Source records:
%%

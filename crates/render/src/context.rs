use glam::Mat4;
use tilexr_geometry::ZoneBuffer;

/// Handle to zone geometry resident in a graphics context.
#[derive(Debug, Clone, Copy, PartialEq, Eq, Hash, PartialOrd, Ord)]
pub struct GpuBufferId(pub u64);

/// Where a view pass renders to.
#[derive(Debug, Clone, Copy, PartialEq, Eq, Hash)]
pub enum RenderTarget {
    /// One eye's layer of a runtime-owned swapchain image.
    Swapchain { image: u32, eye: u32 },
    /// The 2D game renderer's own surface.
    Surface2d,
}

#[derive(Debug, Clone, Copy, PartialEq, Eq)]
pub struct Viewport {
    pub x: u32,
    pub y: u32,
    pub width: u32,
    pub height: u32,
}

impl Viewport {
    pub fn full(width: u32, height: u32) -> Self {
        Self {
            x: 0,
            y: 0,
            width,
            height,
        }
    }
}

/// One render pass: a target, its viewport, and the camera to draw with.
#[derive(Debug, Clone, Copy)]
pub struct ViewPass {
    pub target: RenderTarget,
    pub viewport: Viewport,
    pub view_proj: Mat4,
}

/// Implicit context state that survives between commands.
///
/// `ContextState::default()` is the neutral configuration every lease
/// holder starts from.
#[derive(Debug, Clone, Copy, Default, PartialEq, Eq)]
pub struct ContextState {
    pub bound_buffer: Option<GpuBufferId>,
    pub viewport: Option<Viewport>,
    pub target: Option<RenderTarget>,
}

impl ContextState {
    pub fn is_neutral(&self) -> bool {
        *self == Self::default()
    }
}

#[derive(Debug, thiserror::Error)]
pub enum RenderError {
    #[error("unknown GPU buffer {0:?}")]
    UnknownBuffer(GpuBufferId),

    #[error("draw issued with no active view pass")]
    NoActiveView,

    #[error("render target {0:?} is not registered")]
    UnknownTarget(RenderTarget),

    #[error("backend error: {0}")]
    Backend(String),
}

/// The single underlying graphics context shared by the 2D renderer and the
/// compositor.
///
/// The context is not thread-safe in the command-issuing sense: callers only
/// reach `&mut self` methods through an exclusive lease from
/// [`crate::SharedContextArbiter`].
pub trait GraphicsContext: Send + Sync {
    /// Make a zone buffer's geometry resident.
    fn upload(&mut self, buffer: &ZoneBuffer) -> Result<GpuBufferId, RenderError>;

    /// Free resident geometry. Unknown ids are ignored.
    fn release(&mut self, id: GpuBufferId);

    /// Start a pass; subsequent draws go to its target.
    fn begin_view(&mut self, pass: &ViewPass) -> Result<(), RenderError>;

    fn draw(&mut self, id: GpuBufferId) -> Result<(), RenderError>;

    /// Submit everything recorded since the last flush. Returns the number
    /// of draw calls submitted.
    fn flush(&mut self) -> Result<u32, RenderError>;

    /// Return implicit state to [`ContextState::default`], discarding any
    /// unsubmitted commands.
    fn reset_state(&mut self);

    fn state(&self) -> ContextState;

    fn resident_buffers(&self) -> usize;
}
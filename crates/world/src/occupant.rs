use serde::{Deserialize, Serialize};

/// Tile edge a wall runs along.
#[derive(Debug, Clone, Copy, PartialEq, Eq, Hash, Serialize, Deserialize)]
pub enum WallEdge {
    North,
    East,
    South,
    West,
}

/// Renderable descriptor of something standing on a tile.
///
/// Closed set of kinds; geometry generation matches on the variant instead of
/// dispatching through a trait object.
#[derive(Debug, Clone, PartialEq, Serialize, Deserialize)]
pub enum Occupant {
    /// Interactive scenery object spanning `width` x `length` tiles from its anchor.
    Interactive {
        width: u8,
        length: u8,
        height: f32,
        material: u16,
    },
    /// Flat decoration lying on the ground.
    GroundDecoration { material: u16 },
    /// Wall segment on one edge of the anchor tile.
    Wall {
        edge: WallEdge,
        height: f32,
        material: u16,
    },
    /// Free-standing decoration placed at `offset` (tile-local, 0..1) within the tile.
    Decoration {
        offset: [f32; 2],
        size: f32,
        height: f32,
        material: u16,
    },
}

impl Occupant {
    pub fn material(&self) -> u16 {
        match self {
            Self::Interactive { material, .. }
            | Self::GroundDecoration { material }
            | Self::Wall { material, .. }
            | Self::Decoration { material, .. } => *material,
        }
    }

    pub fn kind_name(&self) -> &'static str {
        match self {
            Self::Interactive { .. } => "interactive",
            Self::GroundDecoration { .. } => "ground_decoration",
            Self::Wall { .. } => "wall",
            Self::Decoration { .. } => "decoration",
        }
    }
}

/// Ground surface of a tile: an underlay material with an optional overlay.
#[derive(Debug, Clone, Copy, PartialEq, Eq, Serialize, Deserialize)]
pub struct Terrain {
    pub underlay: u16,
    pub overlay: Option<u16>,
}

impl Terrain {
    pub fn new(underlay: u16) -> Self {
        Self {
            underlay,
            overlay: None,
        }
    }

    /// Material that is actually visible.
    pub fn surface_material(&self) -> u16 {
        self.overlay.unwrap_or(self.underlay)
    }
}

#[cfg(test)]
mod tests {
    use super::*;

    #[test]
    fn material_of_each_kind() {
        let kinds = [
            Occupant::Interactive {
                width: 1,
                length: 1,
                height: 1.0,
                material: 1,
            },
            Occupant::GroundDecoration { material: 2 },
            Occupant::Wall {
                edge: WallEdge::North,
                height: 2.0,
                material: 3,
            },
            Occupant::Decoration {
                offset: [0.5, 0.5],
                size: 0.2,
                height: 0.4,
                material: 4,
            },
        ];
        let materials: Vec<u16> = kinds.iter().map(Occupant::material).collect();
        assert_eq!(materials, vec![1, 2, 3, 4]);
    }

    #[test]
    fn overlay_wins_over_underlay() {
        let mut t = Terrain::new(10);
        assert_eq!(t.surface_material(), 10);
        t.overlay = Some(20);
        assert_eq!(t.surface_material(), 20);
    }
}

%%

DESCRIPTION OF THE TASK: Each record must be returned in full and exactly.

ANSWER SPACE:
filename crates/render/src/context.rs
use glam::Mat4;
use tilexr_geometry::ZoneBuffer;

/// Handle to zone geometry resident in a graphics context.
#[derive(Debug, Clone, Copy, PartialEq, Eq, Hash, PartialOrd, Ord)]
pub struct GpuBufferId(pub u64);

/// Where a view pass renders to.
#[derive(Debug, Clone, Copy, PartialEq, Eq, Hash)]
pub enum RenderTarget {
    /// One eye's layer of a runtime-owned swapchain image.
    Swapchain { image: u32, eye: u32 },
    /// The 2D game renderer's own surface.
    Surface2d,
}

#[derive(Debug, Clone, Copy, PartialEq, Eq)]
pub struct Viewport {
    pub x: u32,
    pub y: u32,
    pub width: u32,
    pub height: u32,
}

impl Viewport {
    pub fn full(width: u32, height: u32) -> Self {
        Self {
            x: 0,
            y: 0,
            width,
            height,
        }
    }
}

/// One render pass: a target, its viewport, and the camera to draw with.
#[derive(Debug, Clone, Copy)]
pub struct ViewPass {
    pub target: RenderTarget,
    pub viewport: Viewport,
    pub view_proj: Mat4,
}

/// Implicit context state that survives between commands.
///
/// `ContextState::default()` is the neutral configuration every lease
/// holder starts from.
#[derive(Debug, Clone, Copy, Default, PartialEq, Eq)]
pub struct ContextState {
    pub bound_buffer: Option<GpuBufferId>,
    pub viewport: Option<Viewport>,
    pub target: Option<RenderTarget>,
}

impl ContextState {
    pub fn is_neutral(&self) -> bool {
        *self == Self::default()
    }
}

#[derive(Debug, thiserror::Error)]
pub enum RenderError {
    #[error("unknown GPU buffer {0:?}")]
    UnknownBuffer(GpuBufferId),

    #[error("draw issued with no active view pass")]
    NoActiveView,

    #[error("render target {0:?} is not registered")]
    UnknownTarget(RenderTarget),

    #[error("backend error: {0}")]
    Backend(String),
}

/// The single underlying graphics context shared by the 2D renderer and the
/// compositor.
///
/// The context is not thread-safe in the command-issuing sense: callers only
/// reach `&mut self` methods through an exclusive lease from
/// [`crate::SharedContextArbiter`].
pub trait GraphicsContext: Send + Sync {
    /// Make a zone buffer's geometry resident.
    fn upload(&mut self, buffer: &ZoneBuffer) -> Result<GpuBufferId, RenderError>;

    /// Free resident geometry. Unknown ids are ignored.
    fn release(&mut self, id: GpuBufferId);

    /// Start a pass; subsequent draws go to its target.
    fn begin_view(&mut self, pass: &ViewPass) -> Result<(), RenderError>;

    fn draw(&mut self, id: GpuBufferId) -> Result<(), RenderError>;

    /// Submit everything recorded since the last flush. Returns the number
    /// of draw calls submitted.
    fn flush(&mut self) -> Result<u32, RenderError>;

    /// Return implicit state to [`ContextState::default`], discarding any
    /// unsubmitted commands.
    fn reset_state(&mut self);

    fn state(&self) -> ContextState;

    fn resident_buffers(&self) -> usize;
}
filename crates/world/src/occupant.rs
use serde::{Deserialize, Serialize};

/// Tile edge a wall runs along.
#[derive(Debug, Clone, Copy, PartialEq, Eq, Hash, Serialize, Deserialize)]
pub enum WallEdge {
    North,
    East,
    South,
    West,
}

/// Renderable descriptor of something standing on a tile.
///
/// Closed set of kinds; geometry generation matches on the variant instead of
/// dispatching through a trait object.
#[derive(Debug, Clone, PartialEq, Serialize, Deserialize)]
pub enum Occupant {
    /// Interactive scenery object spanning `width` x `length` tiles from its anchor.
    Interactive {
        width: u8,
        length: u8,
        height: f32,
        material: u16,
    },
    /// Flat decoration lying on the ground.
    GroundDecoration { material: u16 },
    /// Wall segment on one edge of the anchor tile.
    Wall {
        edge: WallEdge,
        height: f32,
        material: u16,
    },
    /// Free-standing decoration placed at `offset` (tile-local, 0..1) within the tile.
    Decoration {
        offset: [f32; 2],
        size: f32,
        height: f32,
        material: u16,
    },
}

impl Occupant {
    pub fn material(&self) -> u16 {
        match self {
            Self::Interactive { material, .. }
            | Self::GroundDecoration { material }
            | Self::Wall { material, .. }
            | Self::Decoration { material, .. } => *material,
        }
    }

    pub fn kind_name(&self) -> &'static str {
        match self {
            Self::Interactive { .. } => "interactive",
            Self::GroundDecoration { .. } => "ground_decoration",
            Self::Wall { .. } => "wall",
            Self::Decoration { .. } => "decoration",
        }
    }
}

/// Ground surface of a tile: an underlay material with an optional overlay.
#[derive(Debug, Clone, Copy, PartialEq, Eq, Serialize, Deserialize)]
pub struct Terrain {
    pub underlay: u16,
    pub overlay: Option<u16>,
}

impl Terrain {
    pub fn new(underlay: u16) -> Self {
        Self {
            underlay,
            overlay: None,
        }
    }

    /// Material that is actually visible.
    pub fn surface_material(&self) -> u16 {
        self.overlay.unwrap_or(self.underlay)
    }
}

#[cfg(test)]
mod tests {
    use super::*;

    #[test]
    fn material_of_each_kind() {
        let kinds = [
            Occupant::Interactive {
                width: 1,
                length: 1,
                height: 1.0,
                material: 1,
            },
            Occupant::GroundDecoration { material: 2 },
            Occupant::Wall {
                edge: WallEdge::North,
                height: 2.0,
                material: 3,
            },
            Occupant::Decoration {
                offset: [0.5, 0.5],
                size: 0.2,
                height: 0.4,
                material: 4,
            },
        ];
        let materials: Vec<u16> = kinds.iter().map(Occupant::material).collect();
        assert_eq!(materials, vec![1, 2, 3, 4]);
    }

    #[test]
    fn overlay_wins_over_underlay() {
        let mut t = Terrain::new(10);
        assert_eq!(t.surface_material(), 10);
        t.overlay = Some(20);
        assert_eq!(t.surface_material(), 20);
    }
}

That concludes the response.